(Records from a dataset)

━━━

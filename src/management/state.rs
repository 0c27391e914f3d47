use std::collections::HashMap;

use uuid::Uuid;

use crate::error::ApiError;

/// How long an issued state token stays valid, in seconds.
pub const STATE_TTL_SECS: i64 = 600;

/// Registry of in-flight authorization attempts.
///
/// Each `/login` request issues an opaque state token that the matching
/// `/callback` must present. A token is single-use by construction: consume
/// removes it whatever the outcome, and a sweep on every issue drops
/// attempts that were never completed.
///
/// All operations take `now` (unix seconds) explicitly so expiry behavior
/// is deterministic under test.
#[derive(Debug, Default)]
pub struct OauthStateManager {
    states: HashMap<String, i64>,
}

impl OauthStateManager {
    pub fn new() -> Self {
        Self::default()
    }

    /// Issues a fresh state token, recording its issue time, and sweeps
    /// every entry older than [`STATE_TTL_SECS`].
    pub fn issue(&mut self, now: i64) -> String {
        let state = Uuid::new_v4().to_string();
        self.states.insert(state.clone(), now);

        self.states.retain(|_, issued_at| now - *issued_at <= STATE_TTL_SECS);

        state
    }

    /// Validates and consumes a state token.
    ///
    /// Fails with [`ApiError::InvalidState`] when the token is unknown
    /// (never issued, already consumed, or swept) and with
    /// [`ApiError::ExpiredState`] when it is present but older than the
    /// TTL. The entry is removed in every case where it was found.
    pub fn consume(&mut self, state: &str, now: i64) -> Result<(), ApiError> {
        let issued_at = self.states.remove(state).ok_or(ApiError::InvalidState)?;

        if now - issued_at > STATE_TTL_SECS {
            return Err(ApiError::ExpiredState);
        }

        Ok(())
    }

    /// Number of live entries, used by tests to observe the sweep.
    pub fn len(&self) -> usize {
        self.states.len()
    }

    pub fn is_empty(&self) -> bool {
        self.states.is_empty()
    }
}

━━━

Work item
Your reply should hold all the entries, each repeated without a single change.

The answer
filename src/management/state.rs
repository 0c27391e914f3d47
use std::collections::HashMap;

use uuid::Uuid;

use crate::error::ApiError;

/// How long an issued state token stays valid, in seconds.
pub const STATE_TTL_SECS: i64 = 600;

/// Registry of in-flight authorization attempts.
///
/// Each `/login` request issues an opaque state token that the matching
/// `/callback` must present. A token is single-use by construction: consume
/// removes it whatever the outcome, and a sweep on every issue drops
/// attempts that were never completed.
///
/// All operations take `now` (unix seconds) explicitly so expiry behavior
/// is deterministic under test.
#[derive(Debug, Default)]
pub struct OauthStateManager {
    states: HashMap<String, i64>,
}

impl OauthStateManager {
    pub fn new() -> Self {
        Self::default()
    }

    /// Issues a fresh state token, recording its issue time, and sweeps
    /// every entry older than [`STATE_TTL_SECS`].
    pub fn issue(&mut self, now: i64) -> String {
        let state = Uuid::new_v4().to_string();
        self.states.insert(state.clone(), now);

        self.states.retain(|_, issued_at| now - *issued_at <= STATE_TTL_SECS);

        state
    }

    /// Validates and consumes a state token.
    ///
    /// Fails with [`ApiError::InvalidState`] when the token is unknown
    /// (never issued, already consumed, or swept) and with
    /// [`ApiError::ExpiredState`] when it is present but older than the
    /// TTL. The entry is removed in every case where it was found.
    pub fn consume(&mut self, state: &str, now: i64) -> Result<(), ApiError> {
        let issued_at = self.states.remove(state).ok_or(ApiError::InvalidState)?;

        if now - issued_at > STATE_TTL_SECS {
            return Err(ApiError::ExpiredState);
        }

        Ok(())
    }

    /// Number of live entries, used by tests to observe the sweep.
    pub fn len(&self) -> usize {
        self.states.len()
    }

    pub fn is_empty(&self) -> bool {
        self.states.is_empty()
    }
}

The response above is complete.